Видал ли ты могучее ветвистое дерево? Оно было крохотным деревцом. Ему много лет. Ему больше лет, чем тебе. Его сердцевину опоясали круги: каждый круг — год, и кругов не счесть. Великое дерево наша Россия. Она началась с разобщенных племен, с первых ратных подвигов, с первых рукописных книг. Она стала великой державой. Волга начинается, как ручеек. В колыбели — младенец. Он может стать Пушкиным. Государство создается веками. Без него человеку не жить. В мирное время есть у кого тайга и ружье, у кого стамеска, у кого плуг, у кого книга. Когда настает время великих испытаний, нет больше личной, судьбы — только судьба России.
В далеком тылу женщины говорят: «Придут немцы, мы их встретим цепами». Старики в тоске смотрят на охотничьи ружья, на ножи, на камни. Народ готов на все, лишь бы спасти Россию.
Настали решающие недели. Немцы идут вперед по своим трупам. Немцы истекают кровью. Их можно остановит! Их нужно остановить. Великая беда грозит России.
14 августа 1942 г.
Кавказ
Кавказ — это слово звучит, как волшебство. С древнейших времен люди, завороженные, смотрели на горы Кавказа. На Арарате, по преданию, остановился ковчег: здесь заново началась жизнь. К суровой вершине Кавказа был прикован первый революционер — Прометей, вырвавший из рук небожителей огонь. Горный воздух — это трудный воздух: он слишком чист для непривычных легких. Кавказ был заповедником свободных сердец. Край вина, которое горячит, и край студеной горной воды. За свободу здесь отдавали жизнь. О свободе писал прозрачные стихи гуманист древности Шота Руставели. О свободе пели песни, сухие и горькие, женщины Армении. Свободу защищали бойницы сванов, и дагестанский кинжал не держала рука раба.
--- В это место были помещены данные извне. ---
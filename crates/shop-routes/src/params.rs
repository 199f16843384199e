use std::str::FromStr;

use leptos::prelude::*;
use leptos_router::hooks::use_params_map;

use crate::category::Category;
use crate::id::EntityId;

/// Parsed state of a path parameter read by a detail page.
#[derive(Debug, Clone, PartialEq, Eq)]
pub enum ParamValue<T> {
    /// The matched route has no such parameter, or it is empty.
    Missing,
    /// The raw segment did not parse as `T`.
    Invalid(String),
    Value(T),
}

impl<T> ParamValue<T> {
    pub fn from_raw(raw: Option<&str>) -> Self
    where
        T: FromStr,
    {
        match raw {
            None | Some("") => Self::Missing,
            Some(s) => match s.parse::<T>() {
                Ok(parsed) => Self::Value(parsed),
                Err(_) => Self::Invalid(s.to_string()),
            },
        }
    }

    pub fn ok(self) -> Option<T> {
        match self {
            Self::Value(v) => Some(v),
            Self::Missing | Self::Invalid(_) => None,
        }
    }

    pub fn is_value(&self) -> bool {
        matches!(self, Self::Value(_))
    }
}

/// A reactive view of one path parameter of the current route.
/// It re-parses whenever the router's params change.
pub struct RouteParam<T>
where
    T: Send + Sync + 'static,
{
    memo: Memo<ParamValue<T>>,
}

impl<T> Clone for RouteParam<T>
where
    T: Send + Sync + 'static,
{
    fn clone(&self) -> Self {
        *self
    }
}

impl<T> Copy for RouteParam<T> where T: Send + Sync + 'static {}

impl<T> RouteParam<T>
where
    T: FromStr + Clone + PartialEq + Send + Sync + 'static,
{
    /// Must be called under a matched route.
    pub fn new(key: &'static str) -> Self {
        let params = use_params_map();
        let memo = Memo::new(move |_| params.with(|map| ParamValue::from_raw(map.get_str(key))));
        Self { memo }
    }

    pub fn get(&self) -> ParamValue<T> {
        self.memo.get()
    }

    pub fn ok(&self) -> Signal<Option<T>> {
        let memo = self.memo;
        Signal::derive(move || memo.get().ok())
    }
}

/// The `:id` segment of detail and edit pages. Ids are opaque to the router.
pub fn use_entity_id() -> RouteParam<EntityId> {
    RouteParam::new("id")
}

/// Everything a category detail page needs from its route.
#[derive(Clone, Copy)]
pub struct ProductRouteParams {
    pub category: Category,
    pub id: RouteParam<EntityId>,
}

pub fn use_product_params(category: Category) -> ProductRouteParams {
    ProductRouteParams {
        category,
        id: use_entity_id(),
    }
}

#[cfg(test)]
mod tests {
    use super::*;

    #[test]
    fn test_from_raw_missing_and_empty() {
        assert_eq!(ParamValue::<u64>::from_raw(None), ParamValue::Missing);
        assert_eq!(ParamValue::<u64>::from_raw(Some("")), ParamValue::Missing);
    }

    #[test]
    fn test_from_raw_invalid_keeps_raw_segment() {
        assert_eq!(
            ParamValue::<u64>::from_raw(Some("abc")),
            ParamValue::Invalid("abc".to_string())
        );
    }

    #[test]
    fn test_from_raw_value() {
        let value = ParamValue::<u64>::from_raw(Some("42"));
        assert!(value.is_value());
        assert_eq!(value.ok(), Some(42));
    }

    #[test]
    fn test_from_raw_entity_id() {
        assert_eq!(
            ParamValue::<EntityId>::from_raw(Some("sku-17")).ok(),
            Some(EntityId::from_str("sku-17").unwrap())
        );
        assert_eq!(
            ParamValue::<EntityId>::from_raw(Some("a b")),
            ParamValue::Invalid("a b".to_string())
        );
    }
}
Степь протяжна, как эпическая поэма, есть в степи — разбег, разгон. Лес загадочен, как жизнь. Горы — это большие и неудержимые страсти. Кавказ — это прежде всего горы. Это изумление человека, который видит, что облака пасутся под ним, как отара овец. Это мгновенный переход от зноя к стуже, от духоты долины к ветрам перевала. Человек в горах один-на-один с миром. Он бесстрашен. Его караулят тьма и враг. Он может позвать, он знает, что ему не изменят ни друг, ни эхо. С вершины он видит петли дороги и синий дымок аула. Ему мерещится: это жизнь. Он мудр с отрочества, и в старости он легко седлает коня.
В культуре древней Грузии нас поражает сочетание цветистости и суровости, фантазии и простоты, нежности и мужества. На тончайших миниатюрах мы видим жизнь, подобную заколдованному саду, и строки старых поэтов сродни фонтану. Но этот сад защищали бесстрашные люди, и девушки умели слушать не только журчание фонтана, а и тревожный зов горного потока.
Любовь русской поэзии к Кавказу — это любовь к свободе. Среди скал и людей Кавказа первые русские романтики учились неистовству. К Кавказу припадали, как к ключу вдохновения, Пушкин и Лермонтов, Маяковский, Пастернак, Тихонов. Кавказ был для них не декорацией, не пейзажем, но школой отваги и непримиримости.